If I were looking to buy a £1m practice I’d immediately put the building blocks in place for a high performing business: I’d want to have a plan to grow it, make it more profitable, recruit new staff and create a more enjoyable place to work. If you’re not planning and preparing to do that, are you prepared to let your £1m generate a poor return, with all the hassle of running a business that comes with it?
The average profitability we see among practice owners is quite low, between 3% and 5% when all the subsidisations are stripped out. We see outliers with double digits too, and some minus ones. It goes to show how easily practice owners can take their eyes off the prize, and I think this happens more in dentistry than in other industries because dentists get distracted by being paid (quite well) as clinicians.
I suppose the question you should be asking is why do I own a dental practice at all? Why not get paid as a clinician and have £1m in your pocket too? Practice ownership is a mountain of work and stress, which is worthwhile if you have a game plan for growth and exit.

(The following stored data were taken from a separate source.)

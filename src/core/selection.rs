use crate::core::clustering::Cluster;
use crate::domain::model::TargetPricingContext;
use serde::{Deserialize, Serialize};
use std::cmp::Ordering;

#[derive(Debug, Clone, Copy, PartialEq, Eq, Serialize, Deserialize)]
pub enum SelectionReason {
    NearestToCurrentValue,
    LargestCluster,
}

impl SelectionReason {
    pub fn as_str(&self) -> &'static str {
        match self {
            Self::NearestToCurrentValue => "nearest to property's current value",
            Self::LargestCluster => "largest cluster available",
        }
    }
}

impl std::fmt::Display for SelectionReason {
    fn fmt(&self, f: &mut std::fmt::Formatter<'_>) -> std::fmt::Result {
        f.write_str(self.as_str())
    }
}

/// Picks the cluster used for the estimate. Returns `None` only for an empty list.
///
/// With a known current value, the cluster whose mean is nearest that value wins.
/// Otherwise the largest cluster wins. Ties always go to the earliest cluster.
pub fn select_cluster<'a>(
    clusters: &'a [Cluster],
    context: &TargetPricingContext,
) -> Option<(&'a Cluster, SelectionReason)> {
    match *context {
        TargetPricingContext::KnownCurrentValue(current) => clusters
            .iter()
            .map(|c| (c, (c.mean() - current).abs()))
            // min_by keeps the first of equal elements
            .min_by(|(_, a), (_, b)| a.partial_cmp(b).unwrap_or(Ordering::Equal))
            .map(|(c, _)| (c, SelectionReason::NearestToCurrentValue)),
        TargetPricingContext::Unknown => clusters
            .iter()
            .min_by_key(|c| std::cmp::Reverse(c.len()))
            .map(|c| (c, SelectionReason::LargestCluster)),
    }
}
//! Logs go to stderr; stdout carries only the estimate or the JSON outcome.

use tracing_subscriber::{fmt, layer::SubscriberExt, util::SubscriberInitExt, EnvFilter};

#[derive(Debug, Clone, Copy, PartialEq, Eq)]
pub enum LogFormat {
    /// One short line per event, for people at a terminal.
    Compact,
    /// JSON lines, for runs whose logs are collected by another process.
    Json,
}

impl LogFormat {
    pub fn from_json_flag(json_logs: bool) -> Self {
        if json_logs {
            Self::Json
        } else {
            Self::Compact
        }
    }
}

/// `RUST_LOG` wins; otherwise only this crate logs, at debug when verbose.
fn pricer_filter(verbose: bool) -> EnvFilter {
    let fallback = if verbose {
        "parcel_pricer=debug,info"
    } else {
        "parcel_pricer=info"
    };
    EnvFilter::try_from_default_env().unwrap_or_else(|_| EnvFilter::new(fallback))
}

pub fn init_logger(format: LogFormat, verbose: bool) {
    let (compact, json) = match format {
        LogFormat::Compact => (
            Some(
                fmt::layer()
                    .with_target(false)
                    .with_writer(std::io::stderr)
                    .compact(),
            ),
            None,
        ),
        LogFormat::Json => (
            None,
            Some(
                fmt::layer()
                    .with_writer(std::io::stderr)
                    .json()
                    .with_current_span(false),
            ),
        ),
    };

    tracing_subscriber::registry()
        .with(pricer_filter(verbose))
        .with(compact)
        .with(json)
        .init();
}
pub mod toml_config;

use crate::core::estimator::EstimatorSettings;
use crate::domain::model::TargetParcel;
use crate::utils::error::{PricerError, Result};
use crate::utils::validation::{self, Validate};
use serde::Serialize;

pub use toml_config::TomlConfig;

#[derive(Debug, Clone, Copy, PartialEq, Eq, Serialize)]
pub enum OutputFormat {
    Text,
    Json,
}

impl OutputFormat {
    fn from_name(name: &str) -> Self {
        if name.eq_ignore_ascii_case("json") {
            Self::Json
        } else {
            Self::Text
        }
    }
}

/// Fully resolved settings for one CLI run.
#[derive(Debug, Clone, Serialize)]
pub struct RunSettings {
    pub comparables_path: String,
    pub require_zip_code: bool,
    pub output_path: String,
    pub output_format: OutputFormat,
    pub initial_credits: u64,
    pub ledger_path: Option<String>,
    pub estimator: EstimatorSettings,
    pub target: TargetParcel,
    /// Print the record saved by an earlier run instead of estimating again.
    pub show_saved: bool,
}

impl Validate for RunSettings {
    fn validate(&self) -> Result<()> {
        validation::validate_path("comparables", &self.comparables_path)?;
        validation::validate_file_extension(
            "comparables",
            &self.comparables_path,
            &toml_config::COMPARABLE_EXTENSIONS,
        )?;
        validation::validate_path("output_path", &self.output_path)?;
        validation::validate_open_closed_range(
            "similarity_threshold",
            self.estimator.similarity_threshold,
            0.0,
            1.0,
        )?;
        if let Some(ledger) = &self.ledger_path {
            validation::validate_path("ledger_path", ledger)?;
        }
        if let Some(zip) = self.target.address.as_ref().and_then(|a| a.zipcode.as_deref()) {
            validation::validate_non_empty_string("zip_code", zip)?;
        }
        if self.show_saved && self.target.address.is_none() {
            return Err(PricerError::ValidationError {
                message: "--show-saved needs the parcel address used for the original run".to_string(),
            });
        }
        Ok(())
    }
}

#[cfg(feature = "cli")]
mod cli {
    use super::*;
    use crate::domain::model::ParcelAddress;
    use clap::Parser;

    #[derive(Debug, Clone, Parser)]
    #[command(name = "parcel-pricer")]
    #[command(about = "Estimate a land parcel's price from comparable sales")]
    pub struct CliConfig {
        /// Comparable sales file (.json or .csv)
        #[arg(long)]
        pub comparables: Option<String>,

        /// Optional TOML configuration file; command-line values take precedence
        #[arg(long)]
        pub config: Option<String>,

        /// Target parcel GIS area in acres
        #[arg(long)]
        pub gis_area: Option<f64>,

        /// Target parcel market value in USD
        #[arg(long)]
        pub market_value: Option<f64>,

        #[arg(long)]
        pub street_address: Option<String>,

        #[arg(long)]
        pub city: Option<String>,

        #[arg(long)]
        pub state: Option<String>,

        #[arg(long)]
        pub zip_code: Option<String>,

        /// Fail when the parcel has no zip code instead of searching by city alone
        #[arg(long)]
        pub require_zip_code: bool,

        /// Print the saved record for this parcel without spending a credit
        #[arg(long)]
        pub show_saved: bool,

        #[arg(long)]
        pub output_path: Option<String>,

        /// Starting credit balance when no ledger file exists yet
        #[arg(long)]
        pub credits: Option<u64>,

        #[arg(long)]
        pub ledger_path: Option<String>,

        #[arg(long)]
        pub similarity_threshold: Option<f64>,

        /// Output format: text or json
        #[arg(long)]
        pub format: Option<String>,

        #[arg(long, help = "Enable verbose output")]
        pub verbose: bool,

        #[arg(long, help = "Emit logs as JSON lines")]
        pub json_logs: bool,
    }

    impl CliConfig {
        /// Merges the optional TOML file with command-line overrides.
        pub fn resolve(&self) -> Result<RunSettings> {
            let file_config = match &self.config {
                Some(path) => TomlConfig::from_file(path)?,
                None => TomlConfig::default(),
            };
            file_config.validate()?;
            self.resolve_with(&file_config)
        }

        pub fn resolve_with(&self, file_config: &TomlConfig) -> Result<RunSettings> {
            let comparables_path = self
                .comparables
                .clone()
                .or_else(|| file_config.source.comparables_path.clone());
            let comparables_path =
                validation::validate_required_field("comparables", &comparables_path)?.clone();

            let format_name = self
                .format
                .clone()
                .unwrap_or_else(|| file_config.output_format().to_string());
            validation::validate_one_of("format", &format_name, &toml_config::OUTPUT_FORMATS)?;

            let mut estimator = file_config.estimator_settings();
            if let Some(threshold) = self.similarity_threshold {
                estimator.similarity_threshold = threshold;
            }

            let address = ParcelAddress {
                street_address: self.street_address.clone(),
                city: self.city.clone(),
                state: self.state.clone(),
                zipcode: self.zip_code.clone(),
            };
            let has_address = address != ParcelAddress::default();

            let settings = RunSettings {
                comparables_path,
                require_zip_code: self.require_zip_code || file_config.require_zip_code(),
                output_path: self
                    .output_path
                    .clone()
                    .unwrap_or_else(|| file_config.output_path().to_string()),
                output_format: OutputFormat::from_name(&format_name),
                initial_credits: self.credits.unwrap_or_else(|| file_config.initial_credits()),
                ledger_path: self
                    .ledger_path
                    .clone()
                    .or_else(|| file_config.credits.ledger_path.clone()),
                estimator,
                target: TargetParcel {
                    address: has_address.then_some(address),
                    market_value: self.market_value,
                    gis_area_acres: self.gis_area,
                },
                show_saved: self.show_saved,
            };

            settings.validate()?;
            Ok(settings)
        }
    }

}

#[cfg(feature = "cli")]
pub use cli::CliConfig;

But if the profitability of your practice is low and your investment is making a meagre return, what is the point? Wouldn’t life be nicer without the stress?
I wonder if there’s a tendency among dentists to view practice ownership as an end in itself rather than a means to an end which, for me, would be building long term wealth. As a dental practice owner I would perceive every day without a growth and exit plan as an unacceptable and needless cost that was undermining my wealth strategy. As soon as I committed my money to a dental practice I’d be urgently trying to make it more profitable, otherwise I wouldn’t be able to justify the investment.
If your wealth strategy is mostly about avoidance — avoiding the thought of what else you could be doing with the money you are paying to borrow, or the thought of not borrowing the money in the first place — then you’re deploying your assets and living your life unconsciously. Is that really OK with you?